Posting again to get better traction.
I am looking for a representation of the expression:
$$ \frac{\partial^n} {\partial\delta^n} e^{Y(\delta,t)}, $$
where $Y(\delta,t) : \mathbb R^2_+ \rightarrow \mathbb R^{n \times n}$ an smooth function matrix-valued function such that $Y(0,t) = 0$, the zero matrix for all $t$. $Y(\delta,t)$ assumes the form:
$$ Y(\delta,t) = \sum_{i=1}^N \sum_{j=1}^M E_{ij} t^i \delta^j $$
where each $E_{i,j}$ is a time-independent matrix.
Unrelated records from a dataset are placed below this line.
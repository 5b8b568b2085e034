//! Mutable records loaded from a store
//!
//! Records carry their primary key, the text values of the fields that were
//! loaded, and a shared handle to the model metadata used for max-length
//! lookups.

use super::model::ModelMeta;
use super::Result;
use std::collections::BTreeMap;
use std::sync::Arc;

/// A single row of a model
#[derive(Debug, Clone, PartialEq)]
pub struct Record {
    pk: String,
    values: BTreeMap<String, Option<String>>,
    meta: Arc<ModelMeta>,
}

impl Record {
    /// Creates an empty record with the given primary key
    pub fn new(pk: impl Into<String>, meta: Arc<ModelMeta>) -> Self {
        Self {
            pk: pk.into(),
            values: BTreeMap::new(),
            meta,
        }
    }

    /// Adds a value, builder style
    pub fn with_value(mut self, field: impl Into<String>, value: Option<String>) -> Self {
        self.values.insert(field.into(), value);
        self
    }

    /// Primary key as text
    pub fn pk(&self) -> &str {
        &self.pk
    }

    /// Model metadata
    pub fn meta(&self) -> &Arc<ModelMeta> {
        &self.meta
    }

    /// Current value of a field; `None` if unset or NULL
    pub fn get(&self, field: &str) -> Option<&str> {
        self.values.get(field).and_then(|v| v.as_deref())
    }

    /// Overwrites a field
    pub fn set(&mut self, field: &str, value: impl Into<String>) {
        self.values.insert(field.to_string(), Some(value.into()));
    }

    /// Declared max length of a field on this record's model
    pub fn max_length(&self, field: &str) -> Result<Option<usize>> {
        self.meta.max_length(field)
    }

    /// All loaded values
    pub fn values(&self) -> &BTreeMap<String, Option<String>> {
        &self.values
    }
}

#[cfg(test)]
mod tests {
    use super::*;
    use crate::domain::model::{FieldMeta, ModelRef};

    fn meta() -> Arc<ModelMeta> {
        Arc::new(ModelMeta::new(
            ModelRef::new("customers").unwrap(),
            [FieldMeta::unbounded("id"), FieldMeta::bounded("name", 10)],
        ))
    }

    #[test]
    fn test_set_and_get() {
        let mut record = Record::new("1", meta()).with_value("name", None);
        assert_eq!(record.get("name"), None);

        record.set("name", "Ada");
        assert_eq!(record.get("name"), Some("Ada"));
        assert_eq!(record.pk(), "1");
    }

    #[test]
    fn test_max_length_from_meta() {
        let record = Record::new("1", meta());
        assert_eq!(record.max_length("name").unwrap(), Some(10));
        assert!(record.max_length("email").is_err());
    }
}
I am aware of the integral representation of the first derivative:
$$ \frac{\partial} {\partial \delta} e^{Y(\delta,t)} = \int_{0}^1 d s_1 \; e^{s_1 Y(\delta,t)} \frac{\partial Y(\delta,t))}{\partial \delta} e^{(1-s_1)Y(\delta,t)} $$
I am interested in a similar integral representation for $\frac{\partial^n} {\partial \delta^n} e^{Y(\delta,t)}$. I tried differentiating under the integral sign and using the integral representation above, but I couldn't see a pattern for what the formula for the $n$-th derivative would be? Can someone help or point to references?
Similar question discussed here.
I differentiated under the integral sign to to obtain the second derivative. Note I am only interested in second (and higher derivatives) evaluated at $\delta = 0$. I've also updated notation above.
Is this correct? I tried differentiating under integral sign again to obtain third derivative evalauted at $\delta = 0$, but I couldn't see an obvious pattern that generalizes to arbitrary $n$-th derivative. I can add my computation for the third derivative later on.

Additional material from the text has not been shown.